Each node in the graph can expose validation details, including warnings and errors. You can inspect problematic nodes directly from the graph to identify issues affecting dataset integrity or downstream outputs.

Warnings vs. errors
Warnings are informational and may highlight potential issues such as account matching or date column concerns. A warning does not necessarily mean a dataset is unusable. Errors indicate broken or invalid dependencies that likely need attention.

Filter to errors only

In more complex graphs with many connected assets, you can isolate elements with errors to focus your investigation on broken or problematic dependencies.

Navigate to related assets

From the lineage graph, you can navigate directly to related datasets or views for additional review and remediation.

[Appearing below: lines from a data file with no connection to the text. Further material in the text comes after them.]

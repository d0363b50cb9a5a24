// src/extractors/mod.rs
//! Independent heuristic field extractors over a parsed [`Document`].
//!
//! Every extractor is total: a missing signal produces an empty or unknown
//! value, never an error. None of them depends on another's output, so the
//! order in [`extract_profile`] is irrelevant.

pub mod description;
pub mod document;
pub mod people;
pub mod profile;
pub mod signals;

pub use document::{Document, SelectorSpec};

use crate::models::ExtractedProfile;

/// Runs every field extractor against one already-parsed page.
///
/// `about_text` is the cleaned main text of the firm's about page when one
/// was fetched; `current_year` anchors "established YYYY" conversions.
pub fn extract_profile(doc: &Document, about_text: Option<&str>, current_year: i32) -> ExtractedProfile {
    let profile = ExtractedProfile {
        description: description::extract_description(doc, about_text),
        short_description: description::extract_short_description(doc),
        specializations: profile::extract_specializations(doc),
        team_members: people::extract_team_members(doc),
        years_experience: profile::extract_years_experience(doc, current_year),
        founded_year: profile::extract_founded_year(doc, current_year),
        awards: profile::extract_awards(doc),
        accreditations: profile::extract_accreditations(doc),
        case_studies: people::extract_case_studies(doc),
        testimonials: people::extract_testimonials(doc),
        features: signals::extract_features(doc),
        email: signals::extract_email(doc),
        social: signals::extract_social_links(doc),
        meta_title: signals::extract_meta_title(doc),
        meta_description: signals::extract_meta_description(doc),
    };

    tracing::debug!(
        "Extracted: {} specializations, {} team, {} awards, {} accreditations, {} cases, {} testimonials",
        profile.specializations.len(),
        profile.team_members.len(),
        profile.awards.len(),
        profile.accreditations.len(),
        profile.case_studies.len(),
        profile.testimonials.len(),
    );
    profile
}
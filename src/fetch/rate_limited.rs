// src/fetch/rate_limited.rs
use std::time::Duration;

use async_trait::async_trait;
use governor::{DefaultKeyedRateLimiter, Quota, RateLimiter};

use super::PageFetcher;
use crate::utils::error::FetchError;

/// Wraps a fetcher so that two requests to the same host are at least
/// `host_delay` apart. Different hosts never wait on each other.
pub struct RateLimitedFetcher<F> {
    inner: F,
    limiter: Option<DefaultKeyedRateLimiter<String>>,
}

impl<F: PageFetcher> RateLimitedFetcher<F> {
    /// A zero delay disables limiting.
    pub fn new(inner: F, host_delay: Duration) -> Self {
        let limiter: Option<DefaultKeyedRateLimiter<String>> =
            Quota::with_period(host_delay).map(|quota| RateLimiter::keyed(quota));
        Self { inner, limiter }
    }

    #[cfg(test)]
    pub(crate) fn inner(&self) -> &F {
        &self.inner
    }
}

#[async_trait]
impl<F: PageFetcher> PageFetcher for RateLimitedFetcher<F> {
    async fn fetch(&self, url: &str, timeout: Duration) -> Result<String, FetchError> {
        if let (Some(limiter), Some(host)) = (&self.limiter, host_of(url)) {
            limiter.until_key_ready(&host).await;
            // Hosts whose delay has fully elapsed carry no state worth keeping.
            limiter.retain_recent();
        }
        self.inner.fetch(url, timeout).await
    }
}

/// Lower-cased host of an absolute URL.
pub fn host_of(url: &str) -> Option<String> {
    url::Url::parse(url.trim())
        .ok()?
        .host_str()
        .map(str::to_lowercase)
}
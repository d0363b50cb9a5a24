// src/models/extraction.rs
use super::record::{CaseStudy, FeatureFlags, SocialLinks, TeamMember, Testimonial};

/// Everything the field extractors found on one site.
///
/// Same shape as the enrichable part of [`super::BusinessRecord`]; empty
/// strings and collections mean "not found".
#[derive(Debug, Clone, Default, PartialEq)]
pub struct ExtractedProfile {
    pub description: String,
    pub short_description: String,
    pub specializations: Vec<String>,
    pub team_members: Vec<TeamMember>,
    pub years_experience: Option<u32>,
    pub founded_year: Option<i32>,
    pub awards: Vec<String>,
    pub accreditations: Vec<String>,
    pub case_studies: Vec<CaseStudy>,
    pub testimonials: Vec<Testimonial>,
    pub features: FeatureFlags,
    pub email: Option<String>,
    pub social: SocialLinks,
    pub meta_title: String,
    pub meta_description: String,
}

#[derive(Debug, Clone, PartialEq, Eq)]
pub enum ExtractionStatus {
    Success,
    Failed { cause: String },
}

/// Outcome of one fetch-and-extract pass. Consumed by the merge step, never stored.
#[derive(Debug, Clone, PartialEq)]
pub struct ExtractionResult {
    pub website: String,
    pub status: ExtractionStatus,
    pub profile: ExtractedProfile,
}

impl ExtractionResult {
    pub fn success(website: impl Into<String>, profile: ExtractedProfile) -> Self {
        Self {
            website: website.into(),
            status: ExtractionStatus::Success,
            profile,
        }
    }

    pub fn failed(website: impl Into<String>, cause: impl ToString) -> Self {
        Self {
            website: website.into(),
            status: ExtractionStatus::Failed { cause: cause.to_string() },
            profile: ExtractedProfile::default(),
        }
    }

    pub fn is_success(&self) -> bool {
        self.status == ExtractionStatus::Success
    }

    pub fn failure_cause(&self) -> Option<&str> {
        match &self.status {
            ExtractionStatus::Success => None,
            ExtractionStatus::Failed { cause } => Some(cause),
        }
    }
}
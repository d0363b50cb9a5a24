// src/extractors/document.rs
//! Thin lenient wrapper around `scraper::Html`.
//!
//! Extractors never write CSS selectors. They describe what they want with a
//! [`SelectorSpec`] (tag names, a class/id pattern, an attribute rule and a
//! match limit) and hand it to [`Document::find_all`] or [`find_within`].

use once_cell::unsync::OnceCell;
use regex::{Regex, RegexBuilder};
use scraper::{node::Node, ElementRef, Html};
use url::Url;

/// Tags whose text never counts as page content.
const NON_CONTENT_TAGS: &[&str] = &["script", "style", "noscript", "template"];

/// Builds a case-insensitive pattern. Only called from `Lazy` initializers
/// with literal patterns.
pub fn pattern(source: &str) -> Regex {
    RegexBuilder::new(source)
        .case_insensitive(true)
        .build()
        .expect("Failed to compile selector pattern")
}

#[derive(Debug, Clone, Copy, PartialEq, Eq)]
pub enum MatchOn {
    Class,
    Id,
}

#[derive(Debug, Clone, PartialEq, Eq)]
pub enum AttrRule {
    Present(&'static str),
    /// Attribute value equals the given text, ignoring ASCII case.
    Equals(&'static str, &'static str),
}

/// Declarative description of which elements an extractor considers.
#[derive(Debug, Clone)]
pub struct SelectorSpec {
    tags: &'static [&'static str],
    pattern: Option<(MatchOn, Regex)>,
    attr: Option<AttrRule>,
    limit: Option<usize>,
}

impl SelectorSpec {
    /// Matches any of the given tag names. An empty slice matches every element.
    pub fn tags(tags: &'static [&'static str]) -> Self {
        Self {
            tags,
            pattern: None,
            attr: None,
            limit: None,
        }
    }

    pub fn any() -> Self {
        Self::tags(&[])
    }

    pub fn class(mut self, re: Regex) -> Self {
        self.pattern = Some((MatchOn::Class, re));
        self
    }

    pub fn id(mut self, re: Regex) -> Self {
        self.pattern = Some((MatchOn::Id, re));
        self
    }

    pub fn attr(mut self, rule: AttrRule) -> Self {
        self.attr = Some(rule);
        self
    }

    pub fn limit(mut self, limit: usize) -> Self {
        self.limit = Some(limit);
        self
    }

    pub fn matches(&self, element: &ElementRef) -> bool {
        let value = element.value();

        if !self.tags.is_empty() && !self.tags.contains(&value.name()) {
            return false;
        }

        if let Some((on, re)) = &self.pattern {
            let hit = |name: &str| value.attr(name).is_some_and(|v| re.is_match(v));
            let matched = match on {
                MatchOn::Class => hit("class"),
                MatchOn::Id => hit("id"),
            };
            if !matched {
                return false;
            }
        }

        match &self.attr {
            None => true,
            Some(AttrRule::Present(name)) => value.attr(name).is_some(),
            Some(AttrRule::Equals(name, expected)) => value
                .attr(name)
                .is_some_and(|v| v.trim().eq_ignore_ascii_case(expected)),
        }
    }
}

/// All descendants of `scope` (never `scope` itself) matching `spec`, in
/// document order, up to the spec's limit.
pub fn find_within<'a>(scope: ElementRef<'a>, spec: &SelectorSpec) -> Vec<ElementRef<'a>> {
    let matches = scope
        .descendants()
        .skip(1)
        .filter_map(ElementRef::wrap)
        .filter(|el| spec.matches(el));

    match spec.limit {
        Some(limit) => matches.take(limit).collect(),
        None => matches.collect(),
    }
}

pub fn first_within<'a>(scope: ElementRef<'a>, spec: &SelectorSpec) -> Option<ElementRef<'a>> {
    scope
        .descendants()
        .skip(1)
        .filter_map(ElementRef::wrap)
        .find(|el| spec.matches(el))
}

/// Text of a subtree with all whitespace runs collapsed to single spaces.
/// Script and style content is skipped.
pub fn text_of(element: ElementRef) -> String {
    let mut parts: Vec<&str> = Vec::new();
    for node in element.descendants() {
        let Node::Text(text_node) = node.value() else {
            continue;
        };
        let in_non_content = node
            .parent()
            .and_then(ElementRef::wrap)
            .is_some_and(|parent| NON_CONTENT_TAGS.contains(&parent.value().name()));
        if in_non_content {
            continue;
        }
        parts.extend(text_node.text.split_whitespace());
    }
    parts.join(" ")
}

/// A parsed page plus the URL it was fetched from.
pub struct Document {
    html: Html,
    base_url: Option<Url>,
    page_text: OnceCell<String>,
}

impl Document {
    /// Parses leniently; malformed markup yields whatever tree html5ever recovers.
    pub fn parse(html: &str, base_url: Option<&str>) -> Self {
        let base_url = base_url.and_then(|u| Url::parse(u).ok());
        if !html.is_empty() {
            tracing::trace!("Parsing document ({} bytes) for {:?}", html.len(), base_url.as_ref().map(Url::as_str));
        }
        Self {
            html: Html::parse_document(html),
            base_url,
            page_text: OnceCell::new(),
        }
    }

    pub fn base_url(&self) -> Option<&Url> {
        self.base_url.as_ref()
    }

    pub fn root(&self) -> ElementRef<'_> {
        self.html.root_element()
    }

    pub fn find_all(&self, spec: &SelectorSpec) -> Vec<ElementRef<'_>> {
        find_within(self.root(), spec)
    }

    pub fn find_first(&self, spec: &SelectorSpec) -> Option<ElementRef<'_>> {
        first_within(self.root(), spec)
    }

    /// Whole-page text, computed once per document state.
    pub fn page_text(&self) -> &str {
        self.page_text.get_or_init(|| text_of(self.root()))
    }

    /// Detaches every element with one of the given tag names, with its subtree.
    pub fn remove_all(&mut self, tags: &[&str]) {
        let ids: Vec<_> = self
            .root()
            .descendants()
            .filter_map(ElementRef::wrap)
            .filter(|el| tags.contains(&el.value().name()))
            .map(|el| el.id())
            .collect();

        for id in ids {
            if let Some(mut node) = self.html.tree.get_mut(id) {
                node.detach();
            }
        }
        self.page_text = OnceCell::new();
    }

    /// Resolves a link against the page URL. Only http(s) targets survive.
    pub fn resolve(&self, href: &str) -> Option<String> {
        let href = href.trim();
        if href.is_empty() {
            return None;
        }
        let resolved = match &self.base_url {
            Some(base) => base.join(href).ok()?,
            None => Url::parse(href).ok()?,
        };
        matches!(resolved.scheme(), "http" | "https").then(|| resolved.to_string())
    }
}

How lineage stays up to date

Lineage updates are event-driven in many common scenarios. For example, lineage refreshes automatically when:

  • New data enters a dataset
  • A transformation is saved and rebuilt

Some edge cases may not refresh immediately, so manual reconciliation may be needed to retrieve the latest state.

Reconcile Lineage

When something looks off — or when a dataset has no lineage yet, or after you've resolved an issue and want to confirm the latest dependency state — use Reconcile Lineage to refresh it.

You can trigger Reconcile Lineage from:

  • The dataset detail page
  • The dataset list row menu
  • A connector's datasets table

Reconciling re-walks the dataset's full upstream and downstream dependency chain, revalidates every node, and refreshes the health status everywhere lineage is shown.